How to Make a Clay Magnet Posted: 03 Sep 2019 01:00 AM PDT Magnets are a fun way to spice up your fridge or whiteboard. Why not make your own out of clay? You can let your creativity flourish with this fun and simple art project. Just model your clay into the shape you want, bake it, paint it, and add a magnet. This is a great project for kids and adults alike. Keep your magnets for yourself, or give them as handmade gifts. [Edit]Modeling Your Clay - Lay wax paper on your work surface and wash your hands. Wax paper will protect your table or counter from clay residue. It will also protect your clay from any debris on your work surface. Washing and drying your hands will prevent you from leaving streaks of dirt on your artwork.[1]
- Squish a chunk of modeling clay in your hands until it's soft. Modeling clay will come out of the package stiff, especially if it has been sitting in a cool storage place. You'll need to soften it with the motion and warmth of your hands before you can mold it into the shape you want.
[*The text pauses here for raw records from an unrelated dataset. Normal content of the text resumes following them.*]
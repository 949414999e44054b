//! Item quality and the quality-dependent data section.
use super::CodecError;
use super::encode::check_width;
use super::fields::FieldId;
use super::walker::Walker;
use crate::bits::BitBuffer;
use crate::env::{AffixKind, AffixOracle};

/// Stored quality grade.
#[derive(
    Clone,
    Copy,
    Debug,
    Default,
    PartialEq,
    Eq,
    Hash,
    PartialOrd,
    Ord,
    strum::Display,
    strum::EnumString,
    strum::AsRefStr,
    strum::EnumIter,
)]
#[cfg_attr(feature = "serde", derive(serde::Serialize, serde::Deserialize))]
#[strum(serialize_all = "snake_case", ascii_case_insensitive)]
#[repr(u8)]
pub enum Quality {
    Inferior = 1,
    #[default]
    Normal = 2,
    Superior = 3,
    Magic = 4,
    Set = 5,
    Rare = 6,
    Unique = 7,
    Crafted = 8,
}

impl Quality {
    pub const BITS: u32 = 4;

    pub const fn bits(self) -> u8 {
        self as u8
    }

    /// Qualities that can carry a runeword.
    pub const fn accepts_runeword(self) -> bool {
        matches!(self, Self::Normal | Self::Superior)
    }
}

impl TryFrom<u8> for Quality {
    type Error = CodecError;

    fn try_from(value: u8) -> Result<Self, Self::Error> {
        Ok(match value {
            1 => Self::Inferior,
            2 => Self::Normal,
            3 => Self::Superior,
            4 => Self::Magic,
            5 => Self::Set,
            6 => Self::Rare,
            7 => Self::Unique,
            8 => Self::Crafted,
            other => return Err(CodecError::UnknownQuality(other)),
        })
    }
}

/// Quality-dependent identifiers.
#[derive(Clone, Copy, Debug, Default, PartialEq, Eq, Hash)]
#[cfg_attr(feature = "serde", derive(serde::Serialize, serde::Deserialize))]
pub enum QualityData {
    #[default]
    None,
    /// Inferior/superior sub-grade.
    Grade(u8),
    Magic { prefix: u16, suffix: u16 },
    Set(u16),
    Unique(u16),
    /// Rare and crafted: name pair plus up to six affixes (even slots are
    /// prefixes, odd slots suffixes).
    Rare {
        prefix_name: u8,
        suffix_name: u8,
        affixes: [Option<u16>; 6],
    },
}

const GRADE_BITS: u32 = 3;
const AFFIX_BITS: u32 = 11;
const SET_UNIQUE_BITS: u32 = 12;
const RARE_NAME_BITS: u32 = 8;
/// Fixed width of the quality section in 1.07 records.
pub(crate) const FIXED_QUALITY_BITS: usize = 82;

impl QualityData {
    /// Data with every id zeroed, shaped for `quality`.
    pub fn empty_for(quality: Quality) -> Self {
        match quality {
            Quality::Inferior | Quality::Superior => Self::Grade(0),
            Quality::Normal => Self::None,
            Quality::Magic => Self::Magic {
                prefix: 0,
                suffix: 0,
            },
            Quality::Set => Self::Set(0),
            Quality::Unique => Self::Unique(0),
            Quality::Rare | Quality::Crafted => Self::Rare {
                prefix_name: 0,
                suffix_name: 0,
                affixes: [None; 6],
            },
        }
    }

    /// Returns `self` when its shape fits `quality`, otherwise an empty shape.
    pub fn shaped_for(self, quality: Quality) -> Self {
        if core::mem::discriminant(&self) == core::mem::discriminant(&Self::empty_for(quality)) {
            self
        } else {
            Self::empty_for(quality)
        }
    }

    /// Bits used in the variable layouts.
    pub fn variable_width(&self) -> usize {
        (match self {
            Self::None => 0,
            Self::Grade(_) => GRADE_BITS,
            Self::Magic { .. } => 2 * AFFIX_BITS,
            Self::Set(_) | Self::Unique(_) => SET_UNIQUE_BITS,
            Self::Rare { affixes, .. } => {
                2 * RARE_NAME_BITS
                    + affixes
                        .iter()
                        .map(|a| 1 + if a.is_some() { AFFIX_BITS } else { 0 })
                        .sum::<u32>()
            }
        }) as usize
    }

    pub(crate) fn read_variable(walker: &mut Walker<'_>, quality: Quality) -> Result<Self, CodecError> {
        Ok(match Self::empty_for(quality) {
            Self::None => Self::None,
            Self::Grade(_) => Self::Grade(walker.read(GRADE_BITS)? as u8),
            Self::Magic { .. } => Self::Magic {
                prefix: walker.read(AFFIX_BITS)? as u16,
                suffix: walker.read(AFFIX_BITS)? as u16,
            },
            Self::Set(_) => Self::Set(walker.read(SET_UNIQUE_BITS)? as u16),
            Self::Unique(_) => Self::Unique(walker.read(SET_UNIQUE_BITS)? as u16),
            Self::Rare { .. } => {
                let prefix_name = walker.read(RARE_NAME_BITS)? as u8;
                let suffix_name = walker.read(RARE_NAME_BITS)? as u8;
                let mut affixes = [None; 6];
                for slot in &mut affixes {
                    if walker.read(1)? == 1 {
                        *slot = Some(walker.read(AFFIX_BITS)? as u16);
                    }
                }
                Self::Rare {
                    prefix_name,
                    suffix_name,
                    affixes,
                }
            }
        })
    }

    pub(crate) fn write_variable(&self, buffer: &mut BitBuffer, cursor: &mut usize) {
        match *self {
            Self::None => {}
            Self::Grade(grade) => buffer.set_bits(cursor, GRADE_BITS, u32::from(grade)),
            Self::Magic { prefix, suffix } => {
                buffer.set_bits(cursor, AFFIX_BITS, u32::from(prefix));
                buffer.set_bits(cursor, AFFIX_BITS, u32::from(suffix));
            }
            Self::Set(id) | Self::Unique(id) => {
                buffer.set_bits(cursor, SET_UNIQUE_BITS, u32::from(id))
            }
            Self::Rare {
                prefix_name,
                suffix_name,
                affixes,
            } => {
                buffer.set_bits(cursor, RARE_NAME_BITS, u32::from(prefix_name));
                buffer.set_bits(cursor, RARE_NAME_BITS, u32::from(suffix_name));
                for affix in affixes {
                    match affix {
                        Some(id) => {
                            buffer.set_bits(cursor, 1, 1);
                            buffer.set_bits(cursor, AFFIX_BITS, u32::from(id));
                        }
                        None => buffer.set_bits(cursor, 1, 0),
                    }
                }
            }
        }
    }

    /// Reads the fixed 82-bit section of 1.07 records. Rare affix ids are
    /// stored without presence flags; zero means empty.
    pub(crate) fn read_fixed(walker: &mut Walker<'_>, quality: Quality) -> Result<Self, CodecError> {
        let start = walker.pos();
        walker.ensure(FIXED_QUALITY_BITS)?;
        let data = match Self::empty_for(quality) {
            Self::Rare { .. } => {
                let prefix_name = walker.read(RARE_NAME_BITS)? as u8;
                let suffix_name = walker.read(RARE_NAME_BITS)? as u8;
                let mut affixes = [None; 6];
                for slot in &mut affixes {
                    let id = walker.read(AFFIX_BITS)? as u16;
                    *slot = (id != 0).then_some(id);
                }
                Self::Rare {
                    prefix_name,
                    suffix_name,
                    affixes,
                }
            }
            _ => Self::read_variable(walker, quality)?,
        };
        walker.seek(start + FIXED_QUALITY_BITS);
        Ok(data)
    }

    pub(crate) fn write_fixed(&self, buffer: &mut BitBuffer, cursor: &mut usize) {
        let start = *cursor;
        match *self {
            Self::Rare {
                prefix_name,
                suffix_name,
                affixes,
            } => {
                buffer.set_bits(cursor, RARE_NAME_BITS, u32::from(prefix_name));
                buffer.set_bits(cursor, RARE_NAME_BITS, u32::from(suffix_name));
                for affix in affixes {
                    buffer.set_bits(cursor, AFFIX_BITS, u32::from(affix.unwrap_or(0)));
                }
            }
            _ => self.write_variable(buffer, cursor),
        }
        let used = *cursor - start;
        let mut pad = FIXED_QUALITY_BITS - used;
        while pad > 0 {
            let step = pad.min(32);
            buffer.set_bits(cursor, step as u32, 0);
            pad -= step;
        }
    }

    /// Fails when an id needs more bits than its slot holds.
    pub(crate) fn check_widths(&self) -> Result<(), CodecError> {
        let check = |width, value: u64| check_width(FieldId::QualityData, width, value);
        match *self {
            Self::None => Ok(()),
            Self::Grade(grade) => check(GRADE_BITS, u64::from(grade)),
            Self::Magic { prefix, suffix } => {
                check(AFFIX_BITS, u64::from(prefix))?;
                check(AFFIX_BITS, u64::from(suffix))
            }
            Self::Set(id) | Self::Unique(id) => check(SET_UNIQUE_BITS, u64::from(id)),
            Self::Rare { affixes, .. } => affixes
                .iter()
                .flatten()
                .try_for_each(|&id| check(AFFIX_BITS, u64::from(id))),
        }
    }

    /// Checks every referenced id against the catalogue.
    pub(crate) fn validate(&self, affixes: &dyn AffixOracle) -> Result<(), CodecError> {
        let unknown = |kind, id| CodecError::UnknownAffix { kind, id };
        match *self {
            Self::None | Self::Grade(_) => {}
            Self::Magic { prefix, suffix } => {
                if prefix != 0 && affixes.magic_prefix(prefix).is_none() {
                    return Err(unknown(AffixKind::MagicPrefix, prefix));
                }
                if suffix != 0 && affixes.magic_suffix(suffix).is_none() {
                    return Err(unknown(AffixKind::MagicSuffix, suffix));
                }
            }
            Self::Set(id) => {
                if affixes.set_item(id).is_none() {
                    return Err(unknown(AffixKind::SetItem, id));
                }
            }
            Self::Unique(id) => {
                if affixes.unique_item(id).is_none() {
                    return Err(unknown(AffixKind::Unique, id));
                }
            }
            Self::Rare {
                prefix_name,
                suffix_name,
                affixes: slots,
            } => {
                if affixes.rare_prefix(u16::from(prefix_name)).is_none() {
                    return Err(unknown(AffixKind::RarePrefix, u16::from(prefix_name)));
                }
                if affixes.rare_suffix(u16::from(suffix_name)).is_none() {
                    return Err(unknown(AffixKind::RareSuffix, u16::from(suffix_name)));
                }
                for (i, id) in slots.iter().enumerate() {
                    let Some(id) = *id else { continue };
                    let (found, kind) = if i % 2 == 0 {
                        (affixes.magic_prefix(id).is_some(), AffixKind::MagicPrefix)
                    } else {
                        (affixes.magic_suffix(id).is_some(), AffixKind::MagicSuffix)
                    };
                    if !found {
                        return Err(unknown(kind, id));
                    }
                }
            }
        }
        Ok(())
    }
}

#[cfg(test)]
mod tests {
    use super::*;

    #[test]
    fn quality_values_follow_storage_order() {
        assert_eq!(Quality::try_from(4).unwrap(), Quality::Magic);
        assert_eq!(Quality::Crafted.bits(), 8);
        assert_eq!(Quality::try_from(0), Err(CodecError::UnknownQuality(0)));
        assert_eq!(Quality::try_from(9), Err(CodecError::UnknownQuality(9)));
    }

    #[test]
    fn rare_width_counts_presence_flags() {
        let data = QualityData::Rare {
            prefix_name: 1,
            suffix_name: 2,
            affixes: [Some(1), None, Some(3), None, None, None],
        };
        assert_eq!(data.variable_width(), 16 + 6 + 2 * 11);
    }

    #[test]
    fn fixed_section_is_always_82_bits() {
        let data = QualityData::Magic {
            prefix: 2,
            suffix: 3,
        };
        let mut buffer = BitBuffer::new();
        let mut cursor = 0;
        data.write_fixed(&mut buffer, &mut cursor);
        assert_eq!(cursor, FIXED_QUALITY_BITS);
        let mut walker = Walker::new(buffer.as_bytes(), 0);
        assert_eq!(QualityData::read_fixed(&mut walker, Quality::Magic).unwrap(), data);
        assert_eq!(walker.pos(), FIXED_QUALITY_BITS);
    }

    #[test]
    fn mismatched_shape_is_replaced() {
        let data = QualityData::Set(4).shaped_for(Quality::Magic);
        assert_eq!(
            data,
            QualityData::Magic {
                prefix: 0,
                suffix: 0
            }
        );
    }
}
- You can use a polymer clay, which needs to be baked in the oven, or an air-dry clay.[2]
- Use colored clay for a colorful magnet, or choose plain clay and paint it later.
- Combine different colors of clay for a swirled look. To swirl multiple colors of clay together, stack chunks of different colored clay next to each other, and twist them into a rope between your hands. Coil the rope until it makes a rolled disk.[3]
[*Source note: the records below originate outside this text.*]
//! Ordered table of field descriptors for one record.
//!
//! Every field of the variable layouts has a slot holding its bit offset
//! (`marker`), its width and whether the record carries it. Absent fields keep
//! the marker where they would be inserted, so a resize only has to shift the
//! slots that come after the pivot in layout order.

/// Field identifiers in layout order.
#[derive(
    Clone,
    Copy,
    Debug,
    PartialEq,
    Eq,
    Hash,
    PartialOrd,
    Ord,
    strum::Display,
    strum::AsRefStr,
    strum::EnumIter,
    strum::EnumCount,
)]
#[cfg_attr(feature = "serde", derive(serde::Serialize, serde::Deserialize))]
#[strum(serialize_all = "snake_case")]
pub enum FieldId {
    Marker,
    Flags,
    VersionTag,
    Location,
    Ear,
    TypeCode,
    SocketedCount,
    ItemId,
    Seed,
    Level,
    Quality,
    Picture,
    ClassAffix,
    QualityData,
    Runeword,
    Personalization,
    TomeCharge,
    Realm,
    Defense,
    Durability,
    Quantity,
    SocketCount,
    SetBonusMask,
    MagicProperties,
    SetProperties,
    RunewordProperties,
    End,
}

impl FieldId {
    pub const COUNT: usize = <Self as strum::EnumCount>::COUNT;

    const fn index(self) -> usize {
        self as usize
    }
}

/// Position and width of one field.
#[derive(Clone, Copy, Debug, Default, PartialEq, Eq, Hash)]
#[cfg_attr(feature = "serde", derive(serde::Serialize, serde::Deserialize))]
pub struct FieldSlot {
    /// Bit offset of the field, or of its insertion point when absent.
    pub marker: usize,
    pub width: usize,
    pub present: bool,
}

impl FieldSlot {
    pub const fn present(marker: usize, width: usize) -> Self {
        Self {
            marker,
            width,
            present: true,
        }
    }

    pub const fn absent(marker: usize) -> Self {
        Self {
            marker,
            width: 0,
            present: false,
        }
    }

    /// First bit after the field.
    pub const fn end(&self) -> usize {
        self.marker + self.width
    }
}

/// Field descriptors for one record.
#[derive(Clone, Debug, PartialEq, Eq, Hash)]
pub struct FieldTable {
    slots: [FieldSlot; FieldId::COUNT],
}

impl Default for FieldTable {
    fn default() -> Self {
        Self::new()
    }
}

impl FieldTable {
    pub fn new() -> Self {
        Self {
            slots: [FieldSlot::absent(0); FieldId::COUNT],
        }
    }

    pub fn get(&self, id: FieldId) -> FieldSlot {
        self.slots[id.index()]
    }

    /// Slot of a field the record carries.
    pub fn present(&self, id: FieldId) -> Option<FieldSlot> {
        let slot = self.get(id);
        slot.present.then_some(slot)
    }

    pub fn is_present(&self, id: FieldId) -> bool {
        self.get(id).present
    }

    /// Bit length of the record.
    pub fn end_bits(&self) -> usize {
        self.get(FieldId::End).marker
    }

    /// Highest `marker + width` over present fields.
    pub fn required_bits(&self) -> usize {
        self.slots
            .iter()
            .filter(|s| s.present)
            .map(FieldSlot::end)
            .max()
            .unwrap_or(0)
    }

    /// True when markers never decrease in layout order.
    pub fn is_monotonic(&self) -> bool {
        self.slots.windows(2).all(|w| w[0].marker <= w[1].marker)
    }

    pub fn iter(&self) -> impl Iterator<Item = (FieldId, FieldSlot)> + '_ {
        use strum::IntoEnumIterator;
        FieldId::iter().map(|id| (id, self.get(id)))
    }

    pub(crate) fn set(&mut self, id: FieldId, slot: FieldSlot) {
        self.slots[id.index()] = slot;
    }

    pub(crate) fn mark(&mut self, id: FieldId, marker: usize, width: usize) {
        self.set(id, FieldSlot::present(marker, width));
    }

    pub(crate) fn skip(&mut self, id: FieldId, marker: usize) {
        self.set(id, FieldSlot::absent(marker));
    }

    /// Marks `from` and every later field absent at `marker`, then closes the
    /// record there.
    pub(crate) fn close_from(&mut self, from: FieldId, marker: usize) {
        for slot in &mut self.slots[from.index()..FieldId::End.index()] {
            *slot = FieldSlot::absent(marker);
        }
        self.set(FieldId::End, FieldSlot::present(marker, 0));
    }

    /// Changes a field's width in place and shifts every later slot by the
    /// difference. Returns the signed delta in bits.
    pub(crate) fn resize(&mut self, id: FieldId, width: usize) -> isize {
        let slot = self.get(id);
        let old = if slot.present { slot.width } else { 0 };
        let delta = width as isize - old as isize;
        self.set(
            id,
            FieldSlot {
                marker: slot.marker,
                width,
                present: width > 0,
            },
        );
        self.patch_after(id, delta);
        delta
    }

    /// Shifts the marker of every slot after `pivot` by `delta` bits.
    pub(crate) fn patch_after(&mut self, pivot: FieldId, delta: isize) {
        if delta == 0 {
            return;
        }
        tracing::trace!(%pivot, delta, "patching field markers");
        for slot in &mut self.slots[pivot.index() + 1..] {
            slot.marker = slot.marker.saturating_add_signed(delta);
        }
    }
}

#[cfg(test)]
mod tests {
    use super::*;

    fn sample() -> FieldTable {
        let mut table = FieldTable::new();
        table.mark(FieldId::Flags, 16, 32);
        table.mark(FieldId::Location, 58, 18);
        table.skip(FieldId::Personalization, 156);
        table.mark(FieldId::Realm, 156, 1);
        table.mark(FieldId::MagicProperties, 174, 9);
        table.close_from(FieldId::SetProperties, 183);
        table
    }

    #[test]
    fn resize_shifts_only_later_fields() {
        let mut table = sample();
        let delta = table.resize(FieldId::Personalization, 77);
        assert_eq!(delta, 77);
        assert_eq!(table.get(FieldId::Personalization), FieldSlot::present(156, 77));
        assert_eq!(table.get(FieldId::Realm).marker, 233);
        assert_eq!(table.get(FieldId::MagicProperties).marker, 251);
        assert_eq!(table.end_bits(), 260);
        assert_eq!(table.get(FieldId::Location).marker, 58);
    }

    #[test]
    fn removing_a_field_restores_markers() {
        let mut table = sample();
        let _ = table.resize(FieldId::Personalization, 77);
        let delta = table.resize(FieldId::Personalization, 0);
        assert_eq!(delta, -77);
        assert_eq!(table, {
            let mut expected = sample();
            expected.skip(FieldId::Personalization, 156);
            expected
        });
    }

    #[test]
    fn required_bits_covers_present_fields() {
        let table = sample();
        assert_eq!(table.required_bits(), 183);
        assert!(table.end_bits() >= table.required_bits());
    }
}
- Roll the clay into a small sphere and flatten it onto the wax paper. Whether you've just got a chunk of one color, or have swirled multiple colors together, you should now roll the clay into a sphere between the palms of your hands. Press the sphere onto the newspaper in a pancake.[4]
- If you want the clay to be a smooth, even thickness, roll it gently with a rolling pin until it is about ¼ inch thick (.63 cm).[5]
- Cut the clay with a cookie cutter, if you want. Press the cookie onto the clay, and remove the scrap clay from around your shape. You can then squish up the scrap clay, roll it out, and cut it with a cookie cutter again, just like making cookies.[6]
- Use the mouth of a glass to cut perfect circles, or a shot glass to cut tiny circles. Just place the glass upside-down on the clay and press it down until it cuts through the clay.
- Mold your clay into your favorite shape or animal. If you don't have a cookie cutter in your favorite shape, use your hands to mold the clay. Try a heart, a star, a butterfly, an owl or whatever strikes your imagination. Just make sure the shape is pretty flat. If it's too bulky, the magnet won't be strong enough to stick it to the fridge.[7]
- Slice your clay into rectangles to make fridge poetry. If you want, you can make your own fridge poetry, with words you and your friends can rearrange into silly or pretty sentences. Roll your clay with a rolling pin until it is ¼ inch thick (.63 cm), and then slice it into rectangles. [8]
- You can stamp the rectangles with letter stamps to imprint words into them. This looks really cool, but is quite time-consuming.
- For a quicker option, just bake the rectangles, and paint words onto them later.
[Edit]Baking Your Clay - Preheat your oven to the temperature you'll need to bake your clay. Most modeling clay requires an oven temperature of 275 – 300 °F (135 – 149 °C). Check the package of clay to determine what temperature it needs.[9]
- Arrange the clay shapes on a baking sheet, spaced evenly. Make sure none of the clay shapes are touching each other or sitting on top of each other. This will make sure they bake well.[10]
- Place the baking sheet on the center rack of the oven. This will make sure the clay is baked evenly from the top and the bottom. Remember to use hot mitts if you have to pull out the oven rack to place the baking sheet on top.[11]
- Bake the clay according to the manufacturer's directions. Typically this will be at 275°F (135°C) for 15 minutes. Some modeling clay doesn't even need to be baked, it just needs to dry. In that case, let your clay sit on the wax paper for however long is specified on the clay package.[12]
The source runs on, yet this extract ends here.